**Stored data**
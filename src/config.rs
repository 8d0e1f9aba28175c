use crate::utils::error::InferenceError;
use crate::Result;
use std::path::PathBuf;

#[derive(Debug, Clone)]
pub struct Config {
    /// 服务器绑定地址
    pub bind_addr: String,

    /// 模型文件目录
    pub models_dir: PathBuf,

    /// 分类模型文件名（相对于模型目录）
    pub classifier_model: String,

    /// 检测模型文件名（相对于模型目录）
    pub detector_model: String,

    /// 工作线程数量
    pub workers: usize,

    /// 开发模式
    pub dev_mode: bool,

    /// ONNX Runtime配置
    pub onnx_config: OnnxConfig,

    /// 服务器配置
    pub server_config: ServerConfig,

    /// 检测器后处理参数
    pub detector_params: DetectorParams,
}

#[derive(Debug, Clone)]
pub struct OnnxConfig {
    /// CPU线程数
    pub intra_threads: usize,

    /// 优化级别
    pub optimization_level: i32,
}

#[derive(Debug, Clone)]
pub struct ServerConfig {
    /// 请求超时时间（秒）
    pub request_timeout: u64,

    /// 最大请求体大小（字节）
    pub max_request_size: usize,
}

#[derive(Debug, Clone, serde::Serialize)]
pub struct DetectorParams {
    /// 检测器输入边长（正方形）
    pub input_size: u32,

    /// 置信度阈值
    pub conf_threshold: f32,

    /// NMS IoU阈值
    pub iou_threshold: f32,

    /// 单张图像最多保留的检测框
    pub max_detections: usize,
}

impl Default for DetectorParams {
    fn default() -> Self {
        Self {
            input_size: 640,
            conf_threshold: 0.25,
            iou_threshold: 0.7,
            max_detections: 300,
        }
    }
}

impl DetectorParams {
    pub fn validate(&self) -> Result<()> {
        if !(0.0..=1.0).contains(&self.conf_threshold) {
            return Err(InferenceError::Config(format!(
                "conf_threshold must be between 0.0 and 1.0, got {}",
                self.conf_threshold
            )));
        }
        if !(0.0..=1.0).contains(&self.iou_threshold) {
            return Err(InferenceError::Config(format!(
                "iou_threshold must be between 0.0 and 1.0, got {}",
                self.iou_threshold
            )));
        }
        if self.input_size == 0 || self.input_size % 32 != 0 {
            return Err(InferenceError::Config(format!(
                "input_size must be a positive multiple of 32, got {}",
                self.input_size
            )));
        }
        if self.max_detections == 0 {
            return Err(InferenceError::Config(
                "max_detections must be at least 1".to_string(),
            ));
        }
        Ok(())
    }
}

impl Config {
    pub fn new(
        bind_addr: String,
        models_dir: String,
        workers: Option<usize>,
        dev_mode: bool,
    ) -> Result<Self> {
        let cpu_cores = num_cpus::get();
        let workers = workers.unwrap_or(cpu_cores).max(1);

        let onnx_config = OnnxConfig {
            intra_threads: (cpu_cores * 3 / 4).max(1), // 使用75%的CPU核心
            optimization_level: 3,
        };

        let server_config = ServerConfig {
            request_timeout: if dev_mode { 300 } else { 60 },
            max_request_size: 20 * 1024 * 1024, // 20MB
        };

        Ok(Self {
            bind_addr,
            models_dir: PathBuf::from(models_dir),
            classifier_model: "vehicle_classifier.onnx".to_string(),
            detector_model: "yolov8n.onnx".to_string(),
            workers,
            dev_mode,
            onnx_config,
            server_config,
            detector_params: DetectorParams::default(),
        })
    }

    pub fn with_model_files(mut self, classifier: String, detector: String) -> Self {
        self.classifier_model = classifier;
        self.detector_model = detector;
        self
    }

    pub fn with_detector_params(mut self, params: DetectorParams) -> Result<Self> {
        params.validate()?;
        self.detector_params = params;
        Ok(self)
    }

    /// 获取分类模型路径
    pub fn classifier_model_path(&self) -> PathBuf {
        self.models_dir.join(&self.classifier_model)
    }

    /// 获取检测模型路径
    pub fn detector_model_path(&self) -> PathBuf {
        self.models_dir.join(&self.detector_model)
    }
}
use anyhow::Result;
use clap::Parser;
use roadwise_inference::{
    config::{Config, DetectorParams},
    web::serve,
};
use tracing_subscriber::EnvFilter;

#[derive(Parser)]
#[command(name = "roadwise-inference")]
#[command(about = "Vehicle/cyclist classification and YOLO detection service")]
struct Args {
    /// Server bind address
    #[arg(long, default_value = "0.0.0.0:5000")]
    bind: String,

    /// Number of worker threads
    #[arg(long)]
    workers: Option<usize>,

    /// Log level
    #[arg(long, default_value = "info")]
    log_level: String,

    /// Model directory path
    #[arg(long, default_value = "models")]
    models_dir: String,

    /// Classifier ONNX file, relative to the model directory
    #[arg(long, default_value = "vehicle_classifier.onnx")]
    classifier_model: String,

    /// Detector ONNX file, relative to the model directory
    #[arg(long, default_value = "yolov8n.onnx")]
    detector_model: String,

    /// Detector confidence threshold
    #[arg(long, default_value_t = 0.25)]
    conf_threshold: f32,

    /// Detector NMS IoU threshold
    #[arg(long, default_value_t = 0.7)]
    iou_threshold: f32,

    /// Enable development mode
    #[arg(long)]
    dev: bool,
}

fn main() -> Result<()> {
    let args = Args::parse();

    // 初始化日志系统
    tracing_subscriber::fmt()
        .with_env_filter(
            EnvFilter::try_from_default_env().unwrap_or_else(|_| EnvFilter::new(&args.log_level)),
        )
        .with_target(false)
        .init();

    tracing::info!("Starting Roadwise inference service...");
    tracing::info!("Bind address: {}", args.bind);
    tracing::info!("Models directory: {}", args.models_dir);

    let detector_params = DetectorParams {
        conf_threshold: args.conf_threshold,
        iou_threshold: args.iou_threshold,
        ..DetectorParams::default()
    };

    let config = Config::new(args.bind, args.models_dir, args.workers, args.dev)?
        .with_model_files(args.classifier_model, args.detector_model)
        .with_detector_params(detector_params)?;

    let runtime = tokio::runtime::Builder::new_multi_thread()
        .worker_threads(config.workers)
        .enable_all()
        .build()?;

    runtime.block_on(serve(config))?;

    Ok(())
}
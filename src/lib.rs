pub mod config;
pub mod models;
pub mod image;
pub mod inference;
pub mod web;
pub mod utils;

// 重新导出主要类型
pub use config::Config;
pub use inference::{ClassificationResponse, DetectionResponse};
pub use utils::error::InferenceError;

pub type Result<T> = std::result::Result<T, InferenceError>;
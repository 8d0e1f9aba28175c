use crate::models::ModelKind;
use axum::http::StatusCode;
use axum::response::{IntoResponse, Response};
use thiserror::Error;

#[derive(Error, Debug)]
pub enum InferenceError {
    #[error("Model loading failed: {0}")]
    ModelLoad(String),

    #[error("{0} model not loaded")]
    ModelUnavailable(ModelKind),

    #[error("Image decode error: {0}")]
    ImageDecode(#[from] image::ImageError),

    #[error("Inference failed: {0}")]
    Inference(String),

    #[error("Invalid input: {0}")]
    InvalidInput(String),

    #[error("File too large: {0} bytes, max allowed: {1} bytes")]
    FileTooLarge(usize, usize),

    #[error("Request body too large, max allowed: {0} bytes")]
    RequestTooLarge(usize),

    #[error("Request timed out after {0}s")]
    Timeout(u64),

    #[error("Configuration error: {0}")]
    Config(String),

    #[error("IO error: {0}")]
    Io(#[from] std::io::Error),

    #[error("ORT error: {0}")]
    Ort(#[from] ort::Error),

    #[error("Internal server error: {0}")]
    Internal(String),
}

impl InferenceError {
    pub fn status_code(&self) -> StatusCode {
        match self {
            InferenceError::ImageDecode(_) => StatusCode::BAD_REQUEST,
            InferenceError::InvalidInput(_) => StatusCode::BAD_REQUEST,
            InferenceError::FileTooLarge(_, _) => StatusCode::PAYLOAD_TOO_LARGE,
            InferenceError::RequestTooLarge(_) => StatusCode::PAYLOAD_TOO_LARGE,
            InferenceError::Timeout(_) => StatusCode::REQUEST_TIMEOUT,
            InferenceError::ModelLoad(_) => StatusCode::SERVICE_UNAVAILABLE,
            InferenceError::ModelUnavailable(_) => StatusCode::INTERNAL_SERVER_ERROR,
            _ => StatusCode::INTERNAL_SERVER_ERROR,
        }
    }

    pub fn error_code(&self) -> &'static str {
        match self {
            InferenceError::ModelLoad(_) => "MODEL_LOAD_ERROR",
            InferenceError::ModelUnavailable(_) => "MODEL_UNAVAILABLE",
            InferenceError::ImageDecode(_) => "IMAGE_DECODE_ERROR",
            InferenceError::Inference(_) => "INFERENCE_ERROR",
            InferenceError::InvalidInput(_) => "INVALID_INPUT",
            InferenceError::FileTooLarge(_, _) => "FILE_TOO_LARGE",
            InferenceError::RequestTooLarge(_) => "REQUEST_TOO_LARGE",
            InferenceError::Timeout(_) => "TIMEOUT",
            InferenceError::Config(_) => "CONFIG_ERROR",
            InferenceError::Io(_) => "IO_ERROR",
            InferenceError::Ort(_) => "ORT_ERROR",
            InferenceError::Internal(_) => "INTERNAL_ERROR",
        }
    }
}

impl IntoResponse for InferenceError {
    fn into_response(self) -> Response {
        let status = self.status_code();
        // 前端只读取 error 字段，响应体保持扁平
        let error_response = serde_json::json!({
            "error": self.to_string(),
        });

        if status.is_server_error() {
            tracing::error!("Request failed: {} ({}, {})", self, self.error_code(), status);
        } else {
            tracing::warn!("Request rejected: {} ({}, {})", self, self.error_code(), status);
        }

        (status, axum::Json(error_response)).into_response()
    }
}

#[cfg(test)]
mod tests {
    use super::*;

    #[test]
    fn detector_unavailable_message_matches_dashboard_contract() {
        let err = InferenceError::ModelUnavailable(ModelKind::Detector);
        assert_eq!(err.to_string(), "YOLO model not loaded");
        assert_eq!(err.status_code(), StatusCode::INTERNAL_SERVER_ERROR);
    }

    #[test]
    fn classifier_unavailable_uses_same_kind() {
        let err = InferenceError::ModelUnavailable(ModelKind::Classifier);
        assert_eq!(err.to_string(), "Classifier model not loaded");
        assert_eq!(err.error_code(), "MODEL_UNAVAILABLE");
    }

    #[test]
    fn client_errors_map_to_4xx() {
        assert_eq!(
            InferenceError::InvalidInput("x".into()).status_code(),
            StatusCode::BAD_REQUEST
        );
        assert_eq!(
            InferenceError::FileTooLarge(10, 5).status_code(),
            StatusCode::PAYLOAD_TOO_LARGE
        );
        assert_eq!(
            InferenceError::RequestTooLarge(5).status_code(),
            StatusCode::PAYLOAD_TOO_LARGE
        );
        assert_eq!(
            InferenceError::Timeout(60).status_code(),
            StatusCode::REQUEST_TIMEOUT
        );
    }
}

**EXERCISE GOAL**
Copy nothing beyond the line containing "impl Default for". Transcribe exactly from the first line of the entries down to that line, inclusive.

**TASK SOLUTION**
filename src/config.rs
repository 8d0e1f9aba28175c
use crate::utils::error::InferenceError;
use crate::Result;
use std::path::PathBuf;

#[derive(Debug, Clone)]
pub struct Config {
    /// 服务器绑定地址
    pub bind_addr: String,

    /// 模型文件目录
    pub models_dir: PathBuf,

    /// 分类模型文件名（相对于模型目录）
    pub classifier_model: String,

    /// 检测模型文件名（相对于模型目录）
    pub detector_model: String,

    /// 工作线程数量
    pub workers: usize,

    /// 开发模式
    pub dev_mode: bool,

    /// ONNX Runtime配置
    pub onnx_config: OnnxConfig,

    /// 服务器配置
    pub server_config: ServerConfig,

    /// 检测器后处理参数
    pub detector_params: DetectorParams,
}

#[derive(Debug, Clone)]
pub struct OnnxConfig {
    /// CPU线程数
    pub intra_threads: usize,

    /// 优化级别
    pub optimization_level: i32,
}

#[derive(Debug, Clone)]
pub struct ServerConfig {
    /// 请求超时时间（秒）
    pub request_timeout: u64,

    /// 最大请求体大小（字节）
    pub max_request_size: usize,
}

#[derive(Debug, Clone, serde::Serialize)]
pub struct DetectorParams {
    /// 检测器输入边长（正方形）
    pub input_size: u32,

    /// 置信度阈值
    pub conf_threshold: f32,

    /// NMS IoU阈值
    pub iou_threshold: f32,

    /// 单张图像最多保留的检测框
    pub max_detections: usize,
}

impl Default for DetectorParams {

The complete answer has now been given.